The Mobile Networking Laboratory (MoNet Lab)
Young-Joo Suh (Computer Science & Engineering)
For seniors living alone with compromised physical ability, unexpected events such as falls could prove to be fatal. Technological advancements such as cameras and other devices could help monitor these vulnerable individuals and provide them with the necessary help during such critical moments. Still yet, there exist a number of ‘blind spots’, which include areas like restrooms where cameras are seldom installed. Such blind spots can be found on virtually any site like at those where no light is available following accidental fires, making it extremely difficult for rescue workers to locate survivors.
The Mobile Networking Laboratory (MoNet Lab) headed by Professor Young-Joo Suh at the Department of Computer Science and Engineering, POSTECH, applies Artificial Intelligence to some of the core technologies that enable the 4th Industrial Revolution to eliminate such ‘blind spots’ in our daily lives.
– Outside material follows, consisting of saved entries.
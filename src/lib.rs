#![deny(unsafe_code, missing_docs, bare_trait_objects)]

//! Intercepting TLS-to-TLS proxy for XMPP: terminates a client's TLS
//! connection, segments both directions of the stream into stanzas, runs
//! each stanza through a pluggable hook, and forwards the result to an
//! upstream XMPP server over its own TLS connection.

pub mod config;
pub mod connection;
pub mod error;
pub mod extractor;
pub mod hook;
pub mod listener;
pub mod markup;
pub mod processor;
pub mod tls;
pub mod token;
pub mod tokenizer;

pub use crate::error::{Error, ParserError};
pub use crate::extractor::{StanzaExtractor, TokenSequence};
pub use crate::hook::{Hook, HookState};
pub use crate::processor::StreamProcessor;
pub use crate::token::Token;
pub use crate::tokenizer::Tokenizer;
Researchers at the Lab leverage Internet of Things (IOT) and network technologies to detect elderly individuals at risk for falls and report such incidents to an emergency rescue center or hospital. Researchers are also working on technology that senses human activity to discern the intention behind their movements.
This is all made possible through the wireless signals found omnipresent in our modern society. If and when the trajectory of these signals is obstructed by human presence or by their movement, the signal experiences a slight distortion. With the help of AI, these distortions can discern human presence and movement. For instance, the hand movements involved in flipping through TV channels while washing dishes, alters the Wi Fi waves at home. As AI learns this pattern hundreds of times, it can also learn to recognize the gesture of a person waving.
Mobile signals provide numerous advantages over cameras. Cameras require light to function and a single camera is limited in the size of area it can recognize. They are also expensive and could potentially cause privacy issues. Mobile communication signals are more affordable than cameras and can even function in the dark. Not only can they penetrate though walls, they pose less of a privacy infringement risk, as their inability to clearly capture images ironically aids in avoiding privacy concerns.
Researchers at the Lab are also working to replace the Global Positioning System (GPS) which is useless in underground or indoor spaces with wireless signals that could potentially verify precise locations in indoor spaces. Magnetometers can be also used to measure the earth’s magnetic field. Since the earth’s magnetic field has distinctive values for every location, mapping the field through AI can help in navigating routes.
The MoNet Lab believes its greatest strength lies in its extensive research endeavors with businesses to produce outcomes readily applicable to daily lives. Recently, the Lab has developed AI technology to predict the lifespan of machines based on such information as vibration intensity or noise from sensors installed within smart factory machines as well as avatar anchor technology that is able to mimic human mouth movements. “We take great pride in generating more patents than papers as we value real-life applications”, Professor Suh commented, and added “We hope that our technology goes beyond mere application to contribute to saving lives and safeguarding public security”.